- [What to do]
Count the lines below that hold the word "FileProgramReader" and say how many, with no other text.

- [Data]
BEGIN
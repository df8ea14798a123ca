//! Command-line driver: lexes/assembles source into a binary, and/or
//! executes a binary against the chosen machine width and executor.

use clap::{Parser, ValueEnum};
use std::path::PathBuf;
use vsimd::assembler::assemble;
use vsimd::config::{MachineConfig, Width};
use vsimd::error::VsimdError;
use vsimd::executor::pipelined::PipelinedExecutor;
use vsimd::executor::scalar::ScalarExecutor;
use vsimd::program::Program;
use vsimd::program_reader::{FileProgramReader, MemoryProgramReader, ProgramReader};
use vsimd::state::MachineState;

#[derive(ValueEnum, Clone, Copy, Debug, PartialEq, Eq)]
enum Arch {
    #[value(name = "24bit")]
    Bits24,
    #[value(name = "24bitpipelined")]
    Bits24Pipelined,
    #[value(name = "32bit")]
    Bits32,
}

impl Arch {
    fn width(self) -> Width {
        match self {
            Arch::Bits24 | Arch::Bits24Pipelined => Width::Bits24,
            Arch::Bits32 => Width::Bits32,
        }
    }

    fn pipelined(self) -> bool {
        matches!(self, Arch::Bits24Pipelined)
    }
}

/// A software emulator for an abstract SIMD associative/array vector machine.
#[derive(Parser, Debug)]
#[command(name = "vsimd", about, version)]
struct Cli {
    /// Lex and assemble this source file into a binary.
    #[arg(short = 'c', long = "compile")]
    compile: Option<PathBuf>,

    /// Output binary path (used with --compile).
    #[arg(short = 'o', long = "output", default_value = "output.simd")]
    output: PathBuf,

    /// Print machine state after each retired instruction.
    #[arg(short = 'v', long = "verbose")]
    verbose: bool,

    /// Assemble and immediately execute, instead of writing a binary.
    #[arg(short = 's', long = "script")]
    script: bool,

    /// Instruction encoding and executor to use.
    #[arg(short = 'a', long = "arch", default_value = "24bit")]
    arch: Arch,

    /// Cells per PE memory slice.
    #[arg(long = "pemem", default_value_t = 64)]
    pemem: usize,

    /// Number of processing elements.
    #[arg(long = "numpe", default_value_t = 32)]
    numpe: usize,

    /// Index register count.
    #[arg(long = "indexregisters", default_value_t = 64)]
    indexregisters: usize,

    /// Binary file to execute (omitted when compiling with --script).
    binary: Option<PathBuf>,
}

fn main() {
    env_logger::init();
    if let Err(e) = run() {
        log::error!("{e}");
        eprintln!("error: {e}");
        std::process::exit(1);
    }
}

fn run() -> Result<(), VsimdError> {
    let cli = Cli::parse();
    let width = cli.arch.width();
    let config = MachineConfig {
        n_index_registers: cli.indexregisters,
        n_pe: cli.numpe,
        pe_memory_cells: cli.pemem,
        width,
    };
    config.validate()?;

    if let Some(source_path) = &cli.compile {
        log::info!("assembling {}", source_path.display());
        let source = std::fs::read_to_string(source_path)?;
        let program = assemble(&source, width, &config)?;

        if cli.script {
            log::info!("running assembled program in-place");
            execute(program, &config, cli.arch, cli.verbose)?;
        } else {
            program.save(&cli.output)?;
            log::info!("wrote {} instructions to {}", program.size(), cli.output.display());
        }
        return Ok(());
    }

    let binary_path = cli.binary.ok_or_else(|| {
        VsimdError::Io(std::io::Error::new(std::io::ErrorKind::InvalidInput, "no binary file given and --compile not set"))
    })?;

    if cli.arch.pipelined() {
        let reader: Box<dyn ProgramReader> = Box::new(FileProgramReader::open(&binary_path, width)?);
        let executor = PipelinedExecutor::new(&config, reader);
        let state = executor.run(|state| maybe_dump(cli.verbose, state))?;
        dump_final(&state);
    } else {
        let bytes = std::fs::read(&binary_path)?;
        let program = Program::from_bytes(width, bytes)?;
        let executor = ScalarExecutor::new(&config);
        let state = executor.run(&program, |state| maybe_dump(cli.verbose, state))?;
        dump_final(&state);
    }
    Ok(())
}

fn execute(program: Program, config: &MachineConfig, arch: Arch, verbose: bool) -> Result<(), VsimdError> {
    if arch.pipelined() {
        let reader: Box<dyn ProgramReader> = Box::new(MemoryProgramReader::new(program));
        let executor = PipelinedExecutor::new(config, reader);
        let state = executor.run(|state| maybe_dump(verbose, state))?;
        dump_final(&state);
    } else {
        let executor = ScalarExecutor::new(config);
        let state = executor.run(&program, |state| maybe_dump(verbose, state))?;
        dump_final(&state);
    }
    Ok(())
}

fn maybe_dump(verbose: bool, state: &MachineState) {
    if verbose {
        println!(
            "pc={} ar={} lr={} ir={:?}",
            state.program_counter, state.arithmetic_register, state.length_register, state.index_registers
        );
    }
}

fn dump_final(state: &MachineState) {
    println!("--- final state ---");
    println!("ArithmeticRegister: {}", state.arithmetic_register);
    println!("IndexRegisters: {:?}", state.index_registers);
}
END
- [Solution to the problem]
2